- **What you will do**: Copy verbatim the block of lines in the entries below whose first line contains "filename crates/storefront/src/services/catalog.rs" and whose last line contains "pub const fn new(store: &'a". Leave out all other lines.

- **Records for this task**:
------------------------------------------------
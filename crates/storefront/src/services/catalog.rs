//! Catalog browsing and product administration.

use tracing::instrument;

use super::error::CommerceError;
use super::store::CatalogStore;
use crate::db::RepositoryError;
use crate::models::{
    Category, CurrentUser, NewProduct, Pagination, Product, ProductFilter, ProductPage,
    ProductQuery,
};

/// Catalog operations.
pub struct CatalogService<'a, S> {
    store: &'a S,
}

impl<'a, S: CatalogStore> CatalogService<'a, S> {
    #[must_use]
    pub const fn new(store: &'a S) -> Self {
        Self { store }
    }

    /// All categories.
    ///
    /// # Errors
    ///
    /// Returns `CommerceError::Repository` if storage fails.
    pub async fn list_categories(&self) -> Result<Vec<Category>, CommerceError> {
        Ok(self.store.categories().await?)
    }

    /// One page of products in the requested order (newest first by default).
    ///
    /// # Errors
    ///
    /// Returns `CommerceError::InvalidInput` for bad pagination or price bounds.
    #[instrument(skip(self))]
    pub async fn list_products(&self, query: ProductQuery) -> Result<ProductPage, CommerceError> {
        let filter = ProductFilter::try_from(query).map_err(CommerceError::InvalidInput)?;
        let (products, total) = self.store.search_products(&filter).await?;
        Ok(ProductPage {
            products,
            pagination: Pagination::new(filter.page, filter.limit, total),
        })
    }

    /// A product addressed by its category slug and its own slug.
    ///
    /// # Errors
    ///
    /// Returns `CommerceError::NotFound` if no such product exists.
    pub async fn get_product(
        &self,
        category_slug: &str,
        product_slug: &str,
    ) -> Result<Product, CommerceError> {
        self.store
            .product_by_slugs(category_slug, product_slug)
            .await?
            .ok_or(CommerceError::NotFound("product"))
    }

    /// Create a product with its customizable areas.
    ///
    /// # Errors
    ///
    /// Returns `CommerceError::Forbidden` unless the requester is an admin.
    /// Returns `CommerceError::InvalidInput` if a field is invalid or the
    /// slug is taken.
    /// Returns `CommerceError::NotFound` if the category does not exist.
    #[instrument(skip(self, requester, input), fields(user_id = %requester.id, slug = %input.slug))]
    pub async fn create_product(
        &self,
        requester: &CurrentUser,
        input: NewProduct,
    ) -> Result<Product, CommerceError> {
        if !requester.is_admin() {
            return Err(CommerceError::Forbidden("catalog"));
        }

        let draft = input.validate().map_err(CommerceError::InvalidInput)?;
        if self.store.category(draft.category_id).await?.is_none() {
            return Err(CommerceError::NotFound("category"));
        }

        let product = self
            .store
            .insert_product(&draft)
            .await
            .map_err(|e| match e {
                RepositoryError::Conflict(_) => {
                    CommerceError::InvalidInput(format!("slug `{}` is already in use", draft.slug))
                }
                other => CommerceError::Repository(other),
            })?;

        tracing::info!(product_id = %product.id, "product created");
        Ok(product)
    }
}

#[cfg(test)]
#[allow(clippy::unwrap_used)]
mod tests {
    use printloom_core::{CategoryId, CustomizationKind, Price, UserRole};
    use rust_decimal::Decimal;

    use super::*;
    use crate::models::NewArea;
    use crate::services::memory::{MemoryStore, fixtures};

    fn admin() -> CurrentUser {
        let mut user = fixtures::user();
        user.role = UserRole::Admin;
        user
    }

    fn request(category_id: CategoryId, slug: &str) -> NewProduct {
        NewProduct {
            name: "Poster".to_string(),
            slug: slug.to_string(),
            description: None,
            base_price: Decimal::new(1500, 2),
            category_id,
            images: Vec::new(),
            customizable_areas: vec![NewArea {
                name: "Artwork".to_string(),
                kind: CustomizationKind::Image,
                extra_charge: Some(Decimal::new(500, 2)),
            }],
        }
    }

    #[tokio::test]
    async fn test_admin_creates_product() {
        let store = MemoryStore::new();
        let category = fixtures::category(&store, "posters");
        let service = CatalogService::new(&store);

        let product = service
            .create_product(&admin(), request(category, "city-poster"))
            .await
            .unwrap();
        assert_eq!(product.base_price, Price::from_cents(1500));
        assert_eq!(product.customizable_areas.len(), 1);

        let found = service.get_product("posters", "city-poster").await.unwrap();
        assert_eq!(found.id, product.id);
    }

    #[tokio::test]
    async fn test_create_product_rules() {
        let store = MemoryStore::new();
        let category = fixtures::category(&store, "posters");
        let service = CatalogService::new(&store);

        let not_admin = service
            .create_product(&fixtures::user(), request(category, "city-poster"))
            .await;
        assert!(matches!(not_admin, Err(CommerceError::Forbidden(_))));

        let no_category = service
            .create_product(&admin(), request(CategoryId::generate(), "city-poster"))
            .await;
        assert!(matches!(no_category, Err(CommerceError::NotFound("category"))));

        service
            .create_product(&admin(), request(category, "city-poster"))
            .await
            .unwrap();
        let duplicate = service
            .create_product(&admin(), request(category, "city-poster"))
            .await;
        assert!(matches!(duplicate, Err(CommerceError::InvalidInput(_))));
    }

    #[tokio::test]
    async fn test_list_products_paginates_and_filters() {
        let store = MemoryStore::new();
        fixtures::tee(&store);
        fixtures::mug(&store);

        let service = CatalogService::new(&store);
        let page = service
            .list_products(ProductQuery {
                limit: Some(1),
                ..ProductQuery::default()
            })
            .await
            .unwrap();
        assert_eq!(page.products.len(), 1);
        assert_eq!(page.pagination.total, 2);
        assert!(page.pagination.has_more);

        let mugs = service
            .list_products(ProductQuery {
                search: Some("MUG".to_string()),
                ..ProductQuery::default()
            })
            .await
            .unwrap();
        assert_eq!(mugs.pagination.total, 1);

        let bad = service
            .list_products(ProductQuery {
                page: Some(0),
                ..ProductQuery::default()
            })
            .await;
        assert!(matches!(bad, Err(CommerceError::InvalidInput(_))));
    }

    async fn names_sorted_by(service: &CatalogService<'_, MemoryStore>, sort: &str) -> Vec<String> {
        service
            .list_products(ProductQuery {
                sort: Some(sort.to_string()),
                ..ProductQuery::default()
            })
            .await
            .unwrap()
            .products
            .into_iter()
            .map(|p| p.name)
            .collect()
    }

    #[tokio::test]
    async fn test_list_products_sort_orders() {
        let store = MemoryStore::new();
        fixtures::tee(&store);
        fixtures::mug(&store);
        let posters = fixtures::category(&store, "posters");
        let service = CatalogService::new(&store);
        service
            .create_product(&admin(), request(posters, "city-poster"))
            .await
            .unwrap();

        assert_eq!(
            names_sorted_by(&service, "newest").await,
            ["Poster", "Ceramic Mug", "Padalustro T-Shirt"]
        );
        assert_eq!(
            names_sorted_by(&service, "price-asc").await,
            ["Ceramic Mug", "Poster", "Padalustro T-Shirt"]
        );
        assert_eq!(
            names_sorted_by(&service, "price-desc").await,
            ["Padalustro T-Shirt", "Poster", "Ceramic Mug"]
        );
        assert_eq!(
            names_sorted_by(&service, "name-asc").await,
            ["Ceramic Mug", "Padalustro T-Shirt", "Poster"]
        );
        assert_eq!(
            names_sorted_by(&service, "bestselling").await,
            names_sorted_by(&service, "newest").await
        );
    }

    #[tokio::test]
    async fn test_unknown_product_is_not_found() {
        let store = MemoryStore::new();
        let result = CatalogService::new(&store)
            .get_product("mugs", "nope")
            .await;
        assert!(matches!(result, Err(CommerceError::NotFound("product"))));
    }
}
------------------------------------------------
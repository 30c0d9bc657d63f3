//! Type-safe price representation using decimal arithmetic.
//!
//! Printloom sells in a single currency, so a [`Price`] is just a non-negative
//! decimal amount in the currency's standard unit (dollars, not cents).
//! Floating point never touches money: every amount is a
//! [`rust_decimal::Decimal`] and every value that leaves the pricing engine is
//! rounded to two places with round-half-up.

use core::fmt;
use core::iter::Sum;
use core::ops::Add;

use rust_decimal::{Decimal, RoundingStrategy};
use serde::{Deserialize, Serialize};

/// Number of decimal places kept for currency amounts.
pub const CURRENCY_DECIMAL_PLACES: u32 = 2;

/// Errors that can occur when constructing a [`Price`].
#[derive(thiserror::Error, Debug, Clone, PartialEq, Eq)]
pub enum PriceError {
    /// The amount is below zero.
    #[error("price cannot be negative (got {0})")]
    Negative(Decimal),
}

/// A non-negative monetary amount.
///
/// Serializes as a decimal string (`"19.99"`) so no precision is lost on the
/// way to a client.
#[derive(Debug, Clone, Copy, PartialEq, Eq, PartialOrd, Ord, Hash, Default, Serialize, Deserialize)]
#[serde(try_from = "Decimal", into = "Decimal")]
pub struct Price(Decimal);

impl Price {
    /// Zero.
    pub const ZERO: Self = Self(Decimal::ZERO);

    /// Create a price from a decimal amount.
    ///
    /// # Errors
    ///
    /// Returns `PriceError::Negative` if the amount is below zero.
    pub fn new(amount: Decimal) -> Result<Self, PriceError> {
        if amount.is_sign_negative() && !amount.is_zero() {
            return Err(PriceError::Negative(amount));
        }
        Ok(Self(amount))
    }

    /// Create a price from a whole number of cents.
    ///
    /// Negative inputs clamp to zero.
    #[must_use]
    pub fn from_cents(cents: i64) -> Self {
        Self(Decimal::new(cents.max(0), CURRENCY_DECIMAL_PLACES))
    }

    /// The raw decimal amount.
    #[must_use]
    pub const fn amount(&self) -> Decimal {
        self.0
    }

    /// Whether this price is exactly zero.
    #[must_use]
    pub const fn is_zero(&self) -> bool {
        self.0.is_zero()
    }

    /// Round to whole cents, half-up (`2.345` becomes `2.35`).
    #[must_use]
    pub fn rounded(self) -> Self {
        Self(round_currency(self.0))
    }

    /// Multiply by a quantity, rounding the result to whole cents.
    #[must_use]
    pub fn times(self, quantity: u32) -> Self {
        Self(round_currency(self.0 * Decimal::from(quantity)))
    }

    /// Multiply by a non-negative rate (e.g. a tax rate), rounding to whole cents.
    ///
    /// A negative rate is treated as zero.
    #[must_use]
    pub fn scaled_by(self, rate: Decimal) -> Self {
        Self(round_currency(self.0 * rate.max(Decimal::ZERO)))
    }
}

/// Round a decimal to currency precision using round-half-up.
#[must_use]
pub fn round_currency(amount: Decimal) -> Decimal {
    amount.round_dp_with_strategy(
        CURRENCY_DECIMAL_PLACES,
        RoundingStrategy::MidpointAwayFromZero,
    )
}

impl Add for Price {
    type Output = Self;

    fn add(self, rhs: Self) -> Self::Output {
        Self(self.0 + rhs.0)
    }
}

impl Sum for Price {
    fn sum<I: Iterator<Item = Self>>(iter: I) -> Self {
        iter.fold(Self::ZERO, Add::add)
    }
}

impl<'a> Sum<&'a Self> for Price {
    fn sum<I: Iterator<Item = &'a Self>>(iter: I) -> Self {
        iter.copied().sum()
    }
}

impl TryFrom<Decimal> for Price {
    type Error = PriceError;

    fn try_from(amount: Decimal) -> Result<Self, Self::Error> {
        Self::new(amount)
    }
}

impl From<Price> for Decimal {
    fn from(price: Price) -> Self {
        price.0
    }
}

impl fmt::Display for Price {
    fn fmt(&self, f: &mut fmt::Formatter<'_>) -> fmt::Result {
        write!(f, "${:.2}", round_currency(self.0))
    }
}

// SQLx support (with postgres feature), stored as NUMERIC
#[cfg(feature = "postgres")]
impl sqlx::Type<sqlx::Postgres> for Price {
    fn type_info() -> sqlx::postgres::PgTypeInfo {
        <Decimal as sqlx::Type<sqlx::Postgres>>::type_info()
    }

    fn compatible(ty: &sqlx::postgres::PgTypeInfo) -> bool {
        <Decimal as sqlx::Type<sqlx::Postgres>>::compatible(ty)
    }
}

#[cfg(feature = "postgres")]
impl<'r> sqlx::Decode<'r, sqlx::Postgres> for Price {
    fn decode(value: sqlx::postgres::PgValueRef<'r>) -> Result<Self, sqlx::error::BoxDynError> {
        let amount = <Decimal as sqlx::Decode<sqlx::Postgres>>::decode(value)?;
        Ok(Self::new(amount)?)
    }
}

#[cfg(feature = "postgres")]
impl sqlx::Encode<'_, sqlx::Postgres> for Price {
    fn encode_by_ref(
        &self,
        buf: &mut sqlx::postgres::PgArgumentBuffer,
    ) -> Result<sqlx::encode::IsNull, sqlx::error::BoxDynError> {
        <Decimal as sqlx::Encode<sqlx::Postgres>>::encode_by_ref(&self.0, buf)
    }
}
------------------------------------------------
- **Exercise response**:
filename crates/storefront/src/services/catalog.rs
//! Catalog browsing and product administration.

use tracing::instrument;

use super::error::CommerceError;
use super::store::CatalogStore;
use crate::db::RepositoryError;
use crate::models::{
    Category, CurrentUser, NewProduct, Pagination, Product, ProductFilter, ProductPage,
    ProductQuery,
};

/// Catalog operations.
pub struct CatalogService<'a, S> {
    store: &'a S,
}

impl<'a, S: CatalogStore> CatalogService<'a, S> {
    #[must_use]
    pub const fn new(store: &'a S) -> Self {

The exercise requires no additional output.